I won’t bore you with all the details but long story short, I watched that same process happen from the beginning to a crash, and then the steady growth with real business models that made money. There are stories of Pets.com and all these guys. I had the same thoughts in early 2017. Bitcoin was at $1,700 or so. I started thinking about this and whether there was something there, but it never came full steam until I got a call from a neighbor of mine that said, “Don’t you do something with electricity?” I said, “We’re developing a nuclear power plant and a lot of other things that we’ve done in the critical infrastructure space.” He said, “I need some power to my Bitcoin. Do you know anything about Bitcoin?”
That was in April of 2017. When did you hear, “I need some power to mine Bitcoin?”
It was more of April 1st or May. That was it. Once I got introduced to it, it didn’t take me very long. I’ve worked for another company after I worked for the ISP where we built similar technology that the Bitcoin mining servers use, their ASICs or Application Specific Integrated Circuits. We were using field programmable gate arrays and other things. I’m not going to bore you with all that stuff.
Frankly, I was the dumb guy there. I was a sales guy, not the smart technology guy. We built those things. My background in that hardware and software combined with the concept of mining cryptocurrencies and electricity coalesced for about two weeks after we learned about this.

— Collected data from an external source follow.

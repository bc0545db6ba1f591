// AttitudeWatch - Graphics context
//
// The renderers talk to a small stateful drawing sink: pick colours and a
// stroke width, then issue primitives.  `Canvas` backs it with any
// embedded-graphics draw target; `Recorder` keeps a log of primitives.

use embedded_graphics::pixelcolor::BinaryColor;
use embedded_graphics::prelude::Point;
use embedded_graphics::primitives::Rectangle;
use embedded_graphics::text::Alignment;

pub mod canvas;
pub mod framebuffer;
pub mod geometry;
pub mod recorder;

pub use canvas::Canvas;
pub use framebuffer::Framebuffer;
pub use recorder::{DrawOp, Recorder};

#[derive(Debug, Clone, Copy, PartialEq, Eq)]
pub enum Color {
    Black,
    White,
}

/// Ink is `On`; the reflective panel background is `Off`.
impl From<Color> for BinaryColor {
    fn from(c: Color) -> Self {
        match c {
            Color::Black => BinaryColor::On,
            Color::White => BinaryColor::Off,
        }
    }
}

/// Which corners of a filled rectangle get rounded.
#[derive(Debug, Clone, Copy, PartialEq, Eq)]
pub struct CornerMask(u8);

impl CornerMask {
    pub const NONE: Self = Self(0);
    pub const TOP_LEFT: Self = Self(1 << 0);
    pub const TOP_RIGHT: Self = Self(1 << 1);
    pub const BOTTOM_LEFT: Self = Self(1 << 2);
    pub const BOTTOM_RIGHT: Self = Self(1 << 3);
    pub const ALL: Self = Self(0b1111);

    pub fn contains(&self, other: Self) -> bool {
        self.0 & other.0 == other.0
    }
}

impl core::ops::BitOr for CornerMask {
    type Output = Self;

    fn bitor(self, rhs: Self) -> Self {
        Self(self.0 | rhs.0)
    }
}

/// Drawing sink handed to a draw callback for the duration of one frame.
///
/// Primitives have no error return: anything falling outside the canvas is
/// clipped by the backend.
pub trait GraphicsContext {
    fn set_fill_color(&mut self, color: Color);
    fn set_stroke_color(&mut self, color: Color);
    fn set_stroke_width(&mut self, width: u16);

    fn fill_rect(&mut self, rect: Rectangle, corner_radius: u16, corner_mask: CornerMask);
    fn draw_line(&mut self, p1: Point, p2: Point);
    fn draw_circle(&mut self, center: Point, radius: u16);

    /// Draw `text` in the stroke colour inside `bounds`.
    fn draw_text(&mut self, text: &str, bounds: Rectangle, alignment: Alignment);
}
// AttitudeWatch - Host Events & Data Types

// ---------------------------------------------------------------------------
// Accelerometer Data (one 3-axis reading, milli-g)
// ---------------------------------------------------------------------------
#[derive(Debug, Clone, Copy, Default, PartialEq, Eq)]
pub struct RawSample {
    pub x: i16,
    pub y: i16,
    pub z: i16,
}

impl RawSample {
    pub const fn new(x: i16, y: i16, z: i16) -> Self {
        Self { x, y, z }
    }
}

// ---------------------------------------------------------------------------
// Accelerometer sampling rate
// ---------------------------------------------------------------------------
#[derive(Debug, Clone, Copy, PartialEq, Eq, Default)]
pub enum SamplingRate {
    Hz10,
    Hz25,
    Hz50,
    #[default]
    Hz100,
}

impl SamplingRate {
    pub fn hz(&self) -> u32 {
        match self {
            Self::Hz10 => 10,
            Self::Hz25 => 25,
            Self::Hz50 => 50,
            Self::Hz100 => 100,
        }
    }

    /// Time between two consecutive samples.
    pub fn period_ms(&self) -> u64 {
        1000 / self.hz() as u64
    }
}

// ---------------------------------------------------------------------------
// Buttons
// ---------------------------------------------------------------------------
#[derive(Debug, Clone, Copy, PartialEq, Eq, Hash)]
pub enum ButtonId {
    Select,
    Up,
    Down,
}

impl ButtonId {
    pub const ALL: [ButtonId; 3] = [ButtonId::Select, ButtonId::Up, ButtonId::Down];

    pub fn index(&self) -> usize {
        match self {
            Self::Select => 0,
            Self::Up => 1,
            Self::Down => 2,
        }
    }

    pub fn label(&self) -> &'static str {
        match self {
            Self::Select => "Select",
            Self::Up => "Up",
            Self::Down => "Down",
        }
    }
}

// ---------------------------------------------------------------------------
// Host Events - sent to the UI loop via channel
// ---------------------------------------------------------------------------
#[derive(Debug, Clone, Copy, PartialEq, Eq)]
pub enum HostEvent {
    /// One accelerometer reading from the sensor task.
    Sample(RawSample),
    /// Debounced single click.
    Click(ButtonId),
}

I thought, “There is a model here that we can have an impact on.” Over the next several years, it started to evolve.
That’s an early story. It’s wonderful to see that not only SmartFi has been around this long and that you have this experience. You’ve watched multiple full runs and everything else. You’ve thought about the stability of a coin’s value. Until SEC comes up with some new idea of what’s a good idea, then you played by the rules that were set forth so far. Well done.

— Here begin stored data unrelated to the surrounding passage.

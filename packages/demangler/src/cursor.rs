use regex::{Captures, Regex};

use crate::Node;

/// Positioned view over a mangled symbol, plus the substitution table for
/// the parse that owns it.
///
/// A cursor is created per symbol and discarded when the parse returns;
/// nothing is shared between parses. Every operation that can fail leaves
/// the position untouched, so a caller can always tell "did not advance"
/// apart from partial consumption.
pub struct Cursor<'a> {
    raw: &'a str,
    pos: usize,
    substs: Vec<Node>,
}

impl<'a> Cursor<'a> {
    pub fn new(raw: &'a str) -> Self {
        Self {
            raw,
            pos: 0,
            substs: Vec::new(),
        }
    }

    pub fn at_end(&self) -> bool {
        self.pos == self.raw.len()
    }

    /// Next character, without consuming it
    pub fn peek(&self) -> Option<char> {
        self.raw[self.pos..].chars().next()
    }

    /// Whether the remaining input begins with `prefix`, without consuming it
    pub fn starts_with(&self, prefix: &str) -> bool {
        self.raw[self.pos..].starts_with(prefix)
    }

    /// Consume `literal` if it is next, otherwise stay put
    pub fn accept(&mut self, literal: &str) -> bool {
        if self.starts_with(literal) {
            self.pos += literal.len();
            return true;
        }
        false
    }

    /// Consume exactly `amount` bytes. Returns None without advancing if
    /// fewer remain (or the cut would split a character).
    pub fn advance(&mut self, amount: usize) -> Option<&'a str> {
        let result = self.raw.get(self.pos..self.pos + amount)?;
        self.pos += amount;
        Some(result)
    }

    /// Consume up to and including the next `delim`, returning the bytes
    /// before it. Returns None without advancing if `delim` does not occur.
    pub fn advance_until(&mut self, delim: &str) -> Option<&'a str> {
        let raw = self.raw;
        let offset = raw[self.pos..].find(delim)?;
        let result = &raw[self.pos..self.pos + offset];
        self.pos += offset + delim.len();
        Some(result)
    }

    /// Anchored regex match at the current position. `pattern` must be
    /// `^`-anchored; on a match the cursor advances past it and the capture
    /// groups are returned.
    pub fn match_re(&mut self, pattern: &Regex) -> Option<Captures<'a>> {
        let raw = self.raw;
        let caps = pattern.captures(&raw[self.pos..])?;
        let end = caps.get(0).map(|m| m.end()).unwrap_or(0);
        self.pos += end;
        Some(caps)
    }

    /// Record `node` in the substitution table, unless a structurally equal
    /// node is already there. Parsers call this unconditionally after
    /// certain derivations; the dedupe keeps sequence ids aligned.
    pub fn add_subst(&mut self, node: Node) {
        if !self.substs.contains(&node) {
            self.substs.push(node);
        }
    }

    /// Look up a previously recorded substitution by sequence id
    pub fn resolve_subst(&self, seq_id: usize) -> Option<Node> {
        self.substs.get(seq_id).cloned()
    }
}

#[cfg(test)]
mod tests {
    use super::*;
    use std::sync::LazyLock;

    static DIGITS_RE: LazyLock<Regex> =
        LazyLock::new(|| Regex::new(r"^(\d+)").unwrap());

    #[test]
    fn test_accept() {
        let mut cursor = Cursor::new("_Z3foo");
        assert!(!cursor.accept("_X"));
        assert!(cursor.accept("_Z"));
        assert!(cursor.starts_with("3foo"));
        assert!(!cursor.at_end());
    }

    #[test]
    fn test_advance_past_end() {
        let mut cursor = Cursor::new("ab");
        assert_eq!(cursor.advance(3), None);
        // failed advance must not move
        assert_eq!(cursor.advance(2), Some("ab"));
        assert!(cursor.at_end());
    }

    #[test]
    fn test_advance_until() {
        let mut cursor = Cursor::new("12_rest");
        assert_eq!(cursor.advance_until("x"), None);
        assert_eq!(cursor.advance_until("_"), Some("12"));
        assert_eq!(cursor.advance_until("_"), None);
        assert!(cursor.starts_with("rest"));
    }

    #[test]
    fn test_match_re_is_anchored() {
        let mut cursor = Cursor::new("ab12");
        assert!(cursor.match_re(&DIGITS_RE).is_none());
        assert!(cursor.accept("ab"));
        let caps = cursor.match_re(&DIGITS_RE).expect("digits");
        assert_eq!(&caps[1], "12");
        assert!(cursor.at_end());
    }

    #[test]
    fn test_subst_dedupe() {
        let mut cursor = Cursor::new("");
        cursor.add_subst(Node::Name("foo".to_string()));
        cursor.add_subst(Node::Name("bar".to_string()));
        cursor.add_subst(Node::Name("foo".to_string()));
        assert_eq!(cursor.resolve_subst(0), Some(Node::Name("foo".to_string())));
        assert_eq!(cursor.resolve_subst(1), Some(Node::Name("bar".to_string())));
        assert_eq!(cursor.resolve_subst(2), None);
    }
}
impl std::fmt::Display for Node {
    fn fmt(&self, f: &mut std::fmt::Formatter<'_>) -> std::fmt::Result {
        match self {
            Node::Name(s) | Node::Builtin(s) => f.write_str(s),
            Node::Ctor(kind) => f.write_str(match kind {
                CtorKind::Complete => "{ctor}",
                CtorKind::Base => "{base ctor}",
                CtorKind::Allocating => "{allocating ctor}",
            }),
            Node::Dtor(kind) => f.write_str(match kind {
                DtorKind::Deleting => "{deleting dtor}",
                DtorKind::Complete => "{dtor}",
                DtorKind::Base => "{base dtor}",
            }),
            Node::Oper(sym) => {
                // alphabetic operators need the separating space
                if sym.starts_with("new") || sym.starts_with("delete") {
                    write!(f, "operator {sym}")
                } else {
                    write!(f, "operator{sym}")
                }
            }
            Node::OperCast(ty) => write!(f, "operator {ty}"),
            Node::TplParam(i) => write!(f, "{{T{i}}}"),
            Node::Subst(i) => write!(f, "{{S{i}}}"),
            Node::QualName(parts) => {
                let mut first = true;
                for part in parts {
                    if !first && !matches!(part, Node::TplArgs(_)) {
                        f.write_str("::")?;
                    }
                    first = false;
                    write!(f, "{part}")?;
                }
                Ok(())
            }
            Node::TplArgs(args) => {
                f.write_str("<")?;
                for (i, arg) in args.iter().enumerate() {
                    if i > 0 {
                        f.write_str(", ")?;
                    }
                    write!(f, "{arg}")?;
                }
                f.write_str(">")
            }
            Node::TplArgPack(args) => {
                for (i, arg) in args.iter().enumerate() {
                    if i > 0 {
                        f.write_str(", ")?;
                    }
                    write!(f, "{arg}")?;
                }
                Ok(())
            }
            Node::Pointer(v) => write!(f, "{}*{}", v.left(), v.right()),
            Node::Lvalue(v) => write!(f, "{}&{}", v.left(), v.right()),
            Node::Rvalue(v) => write!(f, "{}&&{}", v.left(), v.right()),
            Node::ExpandArgPack(v) => write!(f, "{v}..."),
            Node::CvQual(quals, v) => {
                write!(f, "{v}")?;
                for q in quals {
                    write!(f, " {q}")?;
                }
                Ok(())
            }
            Node::Abi(tags, v) => {
                write!(f, "{v}")?;
                for tag in tags {
                    write!(f, "[abi:{tag}]")?;
                }
                Ok(())
            }
            Node::Literal { value, ty } => write!(f, "({ty}){value}"),
            Node::Func {
                name,
                arg_tys,
                ret_ty,
            } => {
                if let Some(ret) = ret_ty {
                    write!(f, "{ret} ")?;
                }
                // method qualifiers wrap the name node; they print after
                // the parameter list
                let mut ref_suffix = "";
                let mut inner = name.as_deref();
                match inner {
                    Some(Node::Lvalue(v)) => {
                        ref_suffix = " &";
                        inner = Some(v);
                    }
                    Some(Node::Rvalue(v)) => {
                        ref_suffix = " &&";
                        inner = Some(v);
                    }
                    _ => {}
                }
                let mut cv_quals = None;
                if let Some(Node::CvQual(quals, v)) = inner {
                    cv_quals = Some(quals);
                    inner = Some(v);
                }
                if let Some(name) = inner {
                    write!(f, "{name}")?;
                }
                f.write_str(&fmt_arg_list(arg_tys))?;
                if let Some(quals) = cv_quals {
                    for q in quals {
                        write!(f, " {q}")?;
                    }
                }
                f.write_str(ref_suffix)
            }
            Node::Array { dimension, ty } => write!(f, "{ty}[{dimension}]"),
            Node::DataMember { cls_ty, member_ty } => {
                write!(f, "{member_ty} {cls_ty}::*")
            }
            Node::MethodMember { cls_ty, member_ty } => {
                write!(f, "{}{}::*{}", member_ty.left(), cls_ty, member_ty.right())
            }
            Node::Vtable(v) => write!(f, "vtable for {v}"),
            Node::Vtt(v) => write!(f, "vtt for {v}"),
            Node::Typeinfo(v) => write!(f, "typeinfo for {v}"),
            Node::TypeinfoName(v) => write!(f, "typeinfo name for {v}"),
            Node::NonvirtThunk(v) => write!(f, "non-virtual thunk for {v}"),
            Node::VirtThunk(v) => write!(f, "virtual thunk for {v}"),
            Node::GuardVariable(v) => write!(f, "guard variable for {v}"),
            Node::TransactionClone(v) => write!(f, "transaction clone for {v}"),
        }
    }
}

#[cfg(test)]
mod tests {
    use super::*;

    fn int() -> Node {
        Node::builtin("int")
    }

    fn void() -> Node {
        Node::builtin("void")
    }

    #[test]
    fn test_qual_name_display() {
        let node = Node::QualName(vec![
            Node::name("std"),
            Node::name("vector"),
            Node::TplArgs(vec![int()]),
            Node::name("push_back"),
        ]);
        assert_eq!(node.to_string(), "std::vector<int>::push_back");
    }

    #[test]
    fn test_pointer_to_function_display() {
        let func = Node::Func {
            name: None,
            arg_tys: vec![int()],
            ret_ty: Some(Box::new(void())),
        };
        let node = Node::Pointer(Box::new(func));
        assert_eq!(node.to_string(), "void (*)(int)");
    }

    #[test]
    fn test_pointer_to_array_display() {
        let array = Node::Array {
            dimension: Box::new(Node::Literal {
                value: "5".to_string(),
                ty: Box::new(int()),
            }),
            ty: Box::new(int()),
        };
        let node = Node::Pointer(Box::new(array));
        assert_eq!(node.to_string(), "int(*)[(int)5]");
    }

    #[test]
    fn test_method_member_display() {
        let func = Node::Func {
            name: None,
            arg_tys: vec![void()],
            ret_ty: Some(Box::new(void())),
        };
        let node = Node::MethodMember {
            cls_ty: Box::new(Node::name("foo")),
            member_ty: Box::new(func),
        };
        assert_eq!(node.to_string(), "void (foo::*)()");
    }

    #[test]
    fn test_cv_qual_order_is_stable() {
        let quals = [Qualifier::Restrict, Qualifier::Const, Qualifier::Volatile]
            .into_iter()
            .collect::<BTreeSet<_>>();
        let node = Node::CvQual(quals, Box::new(int()));
        assert_eq!(node.to_string(), "int const volatile restrict");
    }

    #[test]
    fn test_method_qualifiers_print_after_params() {
        let name = Node::Rvalue(Box::new(Node::CvQual(
            [Qualifier::Const].into_iter().collect(),
            Box::new(Node::QualName(vec![Node::name("foo"), Node::name("bar")])),
        )));
        let func = Node::Func {
            name: Some(Box::new(name)),
            arg_tys: vec![void()],
            ret_ty: None,
        };
        assert_eq!(func.to_string(), "foo::bar() const &&");
    }

    #[test]
    fn test_map_replaces_children() {
        let node = Node::QualName(vec![Node::name("a"), Node::name("b")]);
        let mapped = node.map(|child| match child {
            Node::Name(s) if s == "a" => Node::name("z"),
            other => other.clone(),
        });
        assert_eq!(
            mapped,
            Node::QualName(vec![Node::name("z"), Node::name("b")])
        );
        // the original is untouched
        assert_eq!(node.to_string(), "a::b");
    }

    #[test]
    fn test_map_reaches_thunk_payload() {
        let node = Node::NonvirtThunk(Box::new(Node::name("a")));
        let mapped = node.map(|_| Node::name("b"));
        assert_eq!(mapped, Node::NonvirtThunk(Box::new(Node::name("b"))));
    }

    #[test]
    fn test_display_is_pure() {
        let node = Node::Func {
            name: Some(Box::new(Node::name("foo"))),
            arg_tys: vec![int(), int()],
            ret_ty: None,
        };
        let first = node.to_string();
        assert_eq!(first, "foo(int, int)");
        assert_eq!(node.to_string(), first);
    }
}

That goes exactly to the point. The other background that I have, for better or worse, is I was in the state legislature for five years. I was an elected official. I was the Vice-Chair of the Public Utilities and Technology Committee on the House. I helped develop laws related to utilities, technologies, and then also on other committees. You get familiar with the law and also we have done large transactions.
I’m pretty familiar with securities laws and on and on. Combining a lot of those things, our goal was to make technology and a token that had safety first so it could not run afoul of securities and lending laws and all these other things. We designed it that way specifically to make sure that it’s compliant and that we shouldn’t have any issues with regulators, both at the Federal and State levels.
You said something like, “Safety first, speculation second.” That is a very uncommon thing to hear in crypto of any sort. I love that. You talked a bit with me earlier about some commercial loans that you have funded. My background is in tokenizing real estate so I’m very curious about how you’ve gone about this project. Can you tell me a bit about the project that you ended up coming in as a lender and you were able to use crypto to do so?
The first couple of projects that I talked to you about, one of which is still ongoing. The other ones are equipment-backed lending for small businesses. We did our first $2 million over the last two months as test cases. Everything is working well. It’s very simple. Those are the average small business owner that needs $50,000 to $100,000 to invest in their restaurant or construction company or whatever it is. Eighty percent of people are employed by a small business, not a large corporation. From our ideology, that score is what we’re out to help.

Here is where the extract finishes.